As GOP3.COM has noted, his voting record, as recorded on the Issues 2000 web site, shows him to be strongly liberal, including strongly liberal on issues where the Catholic Church takes a conservative position.

For example, he:
  • Voted YES on allowing human embryonic stem cell research. (May 2005)
  • Voted NO on restricting interstate transport of minors to get abortions. (Apr 2005)
  • Voted NO on making it a crime to harm a fetus during another crime. (Feb 2004)
  • Voted NO on banning partial-birth abortion except to save mother’s life. (Oct 2003)
  • Voted NO on forbidding human cloning for reproduction & medical research. (Feb 2003)
  • Voted NO on funding for health providers who don’t provide abortion info. (Sep 2002)
  • Voted NO on banning Family Planning funding in US aid abroad. (May 2001)
  • Voted NO on federal crime to harm fetus while committing other crimes. (Apr 2001)
  • Voted NO on banning partial-birth abortions. (Apr 2000)
  • Voted NO on barring transporting minors to get an abortion. (Jun 1999)
  • Rated 100% by NARAL, indicating a “pro-choice” voting record. (Dec 2003)
And a few other goodies:
  • Voted NO on protecting the Pledge of Allegiance from judges who want to remove “under God.”
  • Voted NO on allowing vouchers in DC schools. (Aug 1998)
  • Voted NO on vouchers for private & parochial schools. (Nov 1997)
  • Voted NO on reducing Marriage Tax by $399B over 10 years. (Mar 2001)
  • Rated 7% by the Christian Coalition: an “anti-family” voting record. (Dec 2003)
  • Voted NO on banning physician-assisted suicide. (Oct 1999)
  • Voted NO on continuing military recruitment on college campuses. (Feb 2005)
  • Voted NO on eliminating the “marriage penalty.” (Jul 2000)
  • Voted NO on treating religious organizations equally for tax breaks. (Jul 2001)
  • Received a score of 100 from the Human Rights Campaign, indicating complete agreement with a gay lobby agenda.
Our colleague, Professor Christopher Wolfe, was obviously appalled at this and fired off the following e-mail to Fr. Wild and Provost Madeline Wake :
I don’t deny that some of Rep. Lewis’ civil rights activity was admirable. But on one of the really fundamental issues (arguably the most important) in contemporary American life [abortion], he is, not just marginally, but completely opposed to the principles of social justice that are a key part of the Marquette mission.

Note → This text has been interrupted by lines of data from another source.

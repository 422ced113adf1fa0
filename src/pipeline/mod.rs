//! Derived list pipeline: filter -> sort -> totals -> page slice.
//!
//! Pure functions over a borrowed file collection. The view store calls [`derive_page`] with
//! whatever its state holds at render time, never with a snapshot taken earlier.

pub mod filter;
pub mod paging;

use std::cmp::Ordering;

use crate::types::FileEntry;

pub use filter::{FilterCriteria, Resolution, ROOT_FOLDER};
pub use paging::{clamp_page, pages_to_show, total_pages, DEFAULT_PAGE_WINDOW};

#[derive(Debug, Clone, Copy, Default, PartialEq, Eq)]
pub enum SortDir {
    Asc,
    #[default]
    Desc,
}

impl SortDir {
    pub fn parse(s: &str) -> Self {
        if s.eq_ignore_ascii_case("asc") {
            SortDir::Asc
        } else {
            SortDir::Desc
        }
    }

    pub fn as_str(self) -> &'static str {
        match self {
            SortDir::Asc => "asc",
            SortDir::Desc => "desc",
        }
    }

    pub fn toggled(self) -> Self {
        match self {
            SortDir::Asc => SortDir::Desc,
            SortDir::Desc => SortDir::Asc,
        }
    }
}

#[derive(Debug, Clone, Copy, PartialEq, Eq)]
pub enum SortField {
    Created,
    DownloadDate,
    Folder,
    Title,
    Filename,
    Filesize,
    Duration,
    Width,
    Height,
    Favorite,
}

impl SortField {
    pub fn parse(name: &str) -> Option<Self> {
        Some(match name {
            "created" => SortField::Created,
            "download_date" => SortField::DownloadDate,
            "folder" => SortField::Folder,
            "title" => SortField::Title,
            "filename" => SortField::Filename,
            "filesize" => SortField::Filesize,
            "duration" => SortField::Duration,
            "width" => SortField::Width,
            "height" => SortField::Height,
            "favorite" => SortField::Favorite,
            _ => return None,
        })
    }

    /// Plain ordering of one field. A missing value on either side compares equal, so the
    /// next criterion (or the input order) decides.
    fn compare(self, a: &FileEntry, b: &FileEntry) -> Ordering {
        fn num<T: PartialOrd>(a: Option<T>, b: Option<T>) -> Ordering {
            match (a, b) {
                (Some(x), Some(y)) => x.partial_cmp(&y).unwrap_or(Ordering::Equal),
                _ => Ordering::Equal,
            }
        }
        match self {
            SortField::Created => num(a.created, b.created),
            SortField::DownloadDate => num(a.download_date, b.download_date),
            SortField::Folder => a.folder.cmp(&b.folder),
            SortField::Title => num(a.title.as_deref(), b.title.as_deref()),
            SortField::Filename => a.filename.cmp(&b.filename),
            SortField::Filesize => num(a.filesize, b.filesize),
            SortField::Duration => num(a.duration, b.duration),
            SortField::Width => num(a.width, b.width),
            SortField::Height => num(a.height, b.height),
            SortField::Favorite => a.favorite.cmp(&b.favorite),
        }
    }
}

/// One or more criteria (`"folder created"`) sharing one direction.
#[derive(Debug, Clone, PartialEq)]
pub struct SortSpec {
    pub fields: Vec<SortField>,
    pub dir: SortDir,
}

impl Default for SortSpec {
    fn default() -> Self {
        Self { fields: vec![SortField::Created], dir: SortDir::Desc }
    }
}

impl SortSpec {
    /// Unknown criterion names are skipped, like comparing an absent property.
    pub fn parse(criteria: &str, dir: &str) -> Self {
        let fields = criteria
            .split_whitespace()
            .filter_map(|name| {
                let field = SortField::parse(name);
                if field.is_none() {
                    tracing::debug!(criterion = name, "unknown sort criterion ignored");
                }
                field
            })
            .collect();
        Self { fields, dir: SortDir::parse(dir) }
    }

    pub fn compare(&self, a: &FileEntry, b: &FileEntry) -> Ordering {
        for field in &self.fields {
            let ord = field.compare(a, b);
            if ord != Ordering::Equal {
                return match self.dir {
                    SortDir::Asc => ord,
                    SortDir::Desc => ord.reverse(),
                };
            }
        }
        Ordering::Equal
    }
}

/// Result of one pipeline pass.
#[derive(Debug, Clone, PartialEq)]
pub struct DerivedPage<'a> {
    /// The entries the view renders for the requested page.
    pub items: Vec<&'a FileEntry>,
    /// Number of entries surviving the filter.
    pub total_items: usize,
    /// Sum of `filesize` over the filtered entries.
    pub total_size: u64,
    pub total_pages: u32,
}

/// Filters and sorts `files`; the sort is stable, so full ties keep their input order.
pub fn filter_and_sort<'a>(files: &'a [FileEntry], criteria: &FilterCriteria, sort: &SortSpec) -> Vec<&'a FileEntry> {
    let mut filtered: Vec<&FileEntry> = files.iter().filter(|f| criteria.matches(f)).collect();
    filtered.sort_by(|a, b| sort.compare(a, b));
    filtered
}

/// Runs the full pipeline. `current_page` is 1-based; `page_size == 0` disables paging.
pub fn derive_page<'a>(
    files: &'a [FileEntry],
    criteria: &FilterCriteria,
    sort: &SortSpec,
    current_page: u32,
    page_size: u32,
) -> DerivedPage<'a> {
    let filtered = filter_and_sort(files, criteria, sort);
    let total_items = filtered.len();
    let total_size = filtered.iter().map(|f| f.filesize.unwrap_or(0)).sum();
    let pages = total_pages(total_items, page_size);

    let items = if page_size == 0 {
        filtered
    } else {
        let size = page_size as usize;
        let start = (current_page.max(1) as usize - 1).saturating_mul(size);
        filtered.into_iter().skip(start).take(size).collect()
    };

    DerivedPage { items, total_items, total_size, total_pages: pages }
}

/// Distinct non-empty folders, sorted, for the folder selector.
pub fn unique_folders(files: &[FileEntry]) -> Vec<String> {
    let mut folders: Vec<String> = files.iter().filter(|f| !f.folder.is_empty()).map(|f| f.folder.clone()).collect();
    folders.sort();
    folders.dedup();
    folders
}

Just as I think Marquette (and its various divisions) would not give an honor to someone who is a racist, no matter what other admirable things he had done, I think it should not give an honor to someone who is vociferously pro-abortion (as Lewis makes clear he is). This undermines, rather than supports, “a foundation for ethical leadership in public service.”
This honor for Lewis comes on the heels of Marquette honors, including a puff piece on the Marquette web site and a reception at the Aspin Center, for Congresswoman Gwen Moore, who is as pro-abortion as Lewis.

We understand the need for the Aspin Center to be bipartisan, operating as they do in Washington, DC and needing to avoid coming down on one side of the aisle. In fact, they have honored Republicans such as Senators Robert and Elizabeth Dole and former Wisconsin Governor Tommy Thompson.

Still, aren’t there Democrats they could honor who are anti-abortion, or at least more moderate on the issue (opposing partial birth abortion, perhaps)? Wouldn’t it be better to honor liberals who have (for example) supported school choice, or social welfare programs, or opposed religious persecution around the globe rather than those who are strongly pro-abortion?

The most interesting thing about Lewis, to a political scientist, is that he is a black representative who does not represent his black Atlanta constituents very well.

Black people, like white people, are split down the middle on abortion, and like white people, a clear majority of black people oppose partial birth abortion.

Support for the gay lobby agenda isn’t exactly rampant in the black community. But blacks are a bit more likely than whites to favor school choice -- something that Lewis opposes.

Which leads us to the dirty little secret of black elected representatives: they don’t represent their black constituents. They represent their white liberal political allies.